Rick Rubin a déclaré que sa valeur n’est pas la compétence technique ou la capacité musicale, mais le goût. Son travail consiste à savoir quand quelque chose semble bien, quand c’est honnête, quand c’est terminé. Il ne joue pas des instruments. Il écoute. Il décide. À une époque où les machines peuvent générer à l’infini, ce genre de discernement devient un travail.
Le goût n’est pas agréable à avoir.
Si je rejoignais une agence aujourd’hui, je ne serais pas obsédé par les outils. Je serais obsédé par les entrées. Je consommerais sans relâche : de l’art, des films, de la mode, de la musique, du design, des mèmes, des sous-cultures, des tendances à peine enregistrées.
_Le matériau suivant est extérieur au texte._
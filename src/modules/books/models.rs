use serde::{de, Deserialize, Deserializer, Serialize};
use serde_json::Value;

use crate::store::{FieldValue, Record};

/// Genre applied when a new book does not name one.
pub const DEFAULT_GENRE: &str = "General";

/// A book in the catalogue.
#[derive(Debug, Clone, PartialEq, Eq, Serialize, Deserialize)]
pub struct Book {
    /// Store-assigned identifier; never changes after creation
    pub id: u64,
    pub title: String,
    pub author: String,
    /// Publication year
    pub year: i32,
    pub genre: String,
}

impl Record for Book {
    const KIND: &'static str = "Book";
    const FIELDS: &'static [&'static str] = &["id", "title", "author", "year", "genre"];

    fn id(&self) -> u64 {
        self.id
    }

    fn field(&self, name: &str) -> Option<FieldValue<'_>> {
        match name {
            "id" => Some(FieldValue::Number(self.id as i64)),
            "title" => Some(FieldValue::Text(&self.title)),
            "author" => Some(FieldValue::Text(&self.author)),
            "year" => Some(FieldValue::Number(i64::from(self.year))),
            "genre" => Some(FieldValue::Text(&self.genre)),
            _ => None,
        }
    }
}

/// Book fields as sent by a client.
///
/// Shared by create, full replace and partial update; each operation decides
/// which fields are required. An `id` in the payload is ignored.
#[derive(Debug, Clone, Default, PartialEq, Eq, Serialize, Deserialize)]
pub struct BookFields {
    pub title: Option<String>,
    pub author: Option<String>,
    /// Accepts a whole number or a numeric string such as `"1999"`
    #[serde(default, deserialize_with = "lenient_year")]
    pub year: Option<i32>,
    pub genre: Option<String>,
}

impl BookFields {
    /// Names of the fields present in the payload, in declaration order.
    pub fn supplied(&self) -> Vec<&'static str> {
        [
            ("title", self.title.is_some()),
            ("author", self.author.is_some()),
            ("year", self.year.is_some()),
            ("genre", self.genre.is_some()),
        ]
        .into_iter()
        .filter_map(|(name, present)| present.then_some(name))
        .collect()
    }

    /// Required fields that are absent or empty. A full replace also requires
    /// `year` and `genre`.
    pub(crate) fn missing_required(&self, full_replace: bool) -> Vec<&'static str> {
        let mut missing = Vec::new();
        if is_blank(&self.title) {
            missing.push("title");
        }
        if is_blank(&self.author) {
            missing.push("author");
        }
        if full_replace && self.year.is_none() {
            missing.push("year");
        }
        if full_replace && is_blank(&self.genre) {
            missing.push("genre");
        }
        missing
    }
}

fn lenient_year<'de, D>(deserializer: D) -> Result<Option<i32>, D::Error>
where
    D: Deserializer<'de>,
{
    let year = match Option::<Value>::deserialize(deserializer)? {
        None | Some(Value::Null) => return Ok(None),
        Some(Value::Number(number)) => number.as_i64().and_then(|year| i32::try_from(year).ok()),
        Some(Value::String(text)) => text.trim().parse::<i32>().ok(),
        Some(_) => None,
    };
    year.map(Some)
        .ok_or_else(|| de::Error::custom("year must be a whole number, e.g. 1999"))
}

fn is_blank(value: &Option<String>) -> bool {
    value.as_deref().map_or(true, str::is_empty)
}

#[cfg(test)]
mod tests {
    use super::*;

    #[test]
    fn supplied_lists_present_fields_only() {
        let fields: BookFields = serde_json::from_str(r#"{"year": 2030, "id": 99}"#).unwrap();
        assert_eq!(fields.supplied(), vec!["year"]);
    }

    #[test]
    fn year_accepts_numbers_and_numeric_strings() {
        let fields: BookFields = serde_json::from_str(r#"{"year": "1999"}"#).unwrap();
        assert_eq!(fields.year, Some(1999));

        let fields: BookFields = serde_json::from_str(r#"{"year": 2030, "title": "x"}"#).unwrap();
        assert_eq!(fields.year, Some(2030));

        let fields: BookFields = serde_json::from_str(r#"{"year": null}"#).unwrap();
        assert_eq!(fields.supplied(), Vec::<&str>::new());
    }

    #[test]
    fn non_numeric_year_names_the_field() {
        let error = serde_json::from_str::<BookFields>(r#"{"year": "soon"}"#).unwrap_err();
        assert!(error.to_string().contains("year must be a whole number"));

        assert!(serde_json::from_str::<BookFields>(r#"{"year": 19.5}"#).is_err());
    }

    #[test]
    fn empty_strings_count_as_missing() {
        let fields = BookFields {
            title: Some(String::new()),
            author: Some("Ursula K. Le Guin".into()),
            ..BookFields::default()
        };
        assert_eq!(fields.missing_required(false), vec!["title"]);
        assert_eq!(fields.missing_required(true), vec!["title", "year", "genre"]);
    }
}
pub mod models;
pub mod routes;

use async_trait::async_trait;
use axum::Router;
use playground_kernel::{Endpoint, InitCtx, Module};

use crate::store::SharedStore;

/// Book catalogue: CRUD over the in-memory collection plus search
pub struct BooksModule {
    store: SharedStore,
}

impl BooksModule {
    pub const fn new(store: SharedStore) -> Self {
        Self { store }
    }
}

#[async_trait]
impl Module for BooksModule {
    fn name(&self) -> &'static str {
        "books"
    }

    async fn init(&self, ctx: &InitCtx<'_>) -> anyhow::Result<()> {
        let count = self.store.read().await.books().len();
        tracing::info!(
            module = self.name(),
            environment = ?ctx.settings.environment,
            books = count,
            "books module initialized"
        );
        Ok(())
    }

    fn routes(&self) -> Router {
        routes::router(self.store.clone())
    }

    fn endpoints(&self) -> Vec<Endpoint> {
        vec![
            Endpoint::new("GET", "/books", "List books (filter: genre, sort, limit)"),
            Endpoint::new("GET", "/books/{id}", "Get a single book"),
            Endpoint::new("POST", "/books", "Create a book (title and author required)"),
            Endpoint::new("PUT", "/books/{id}", "Replace a book (all fields required)"),
            Endpoint::new("PATCH", "/books/{id}", "Update some fields of a book"),
            Endpoint::new("DELETE", "/books/{id}", "Delete a book"),
            Endpoint::new("GET", "/search", "Search books (q, minYear, maxYear, author)"),
        ]
    }

    async fn stop(&self) -> anyhow::Result<()> {
        tracing::info!(module = self.name(), "books module stopped");
        Ok(())
    }
}

/// Create a new instance of the books module
pub fn create_module(store: SharedStore) -> std::sync::Arc<dyn Module> {
    std::sync::Arc::new(BooksModule::new(store))
}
J’étudiais les campagnes qui ont fonctionné et je les procédais à une rétro-ingénierie, pas seulement le design, mais aussi la stratégie. Je demanderais pourquoi ceci a atterri et pas cela. Je recherchais des modèles, y compris les rares moments où quelqu’un enfreignait toutes les règles et changeait quand même le jeu. Ensuite, je répéterais.
Dans un monde où l’exécution sera démocratisée, le goût sera rare et des directeurs créatifs seront nécessaires pour le perfectionner.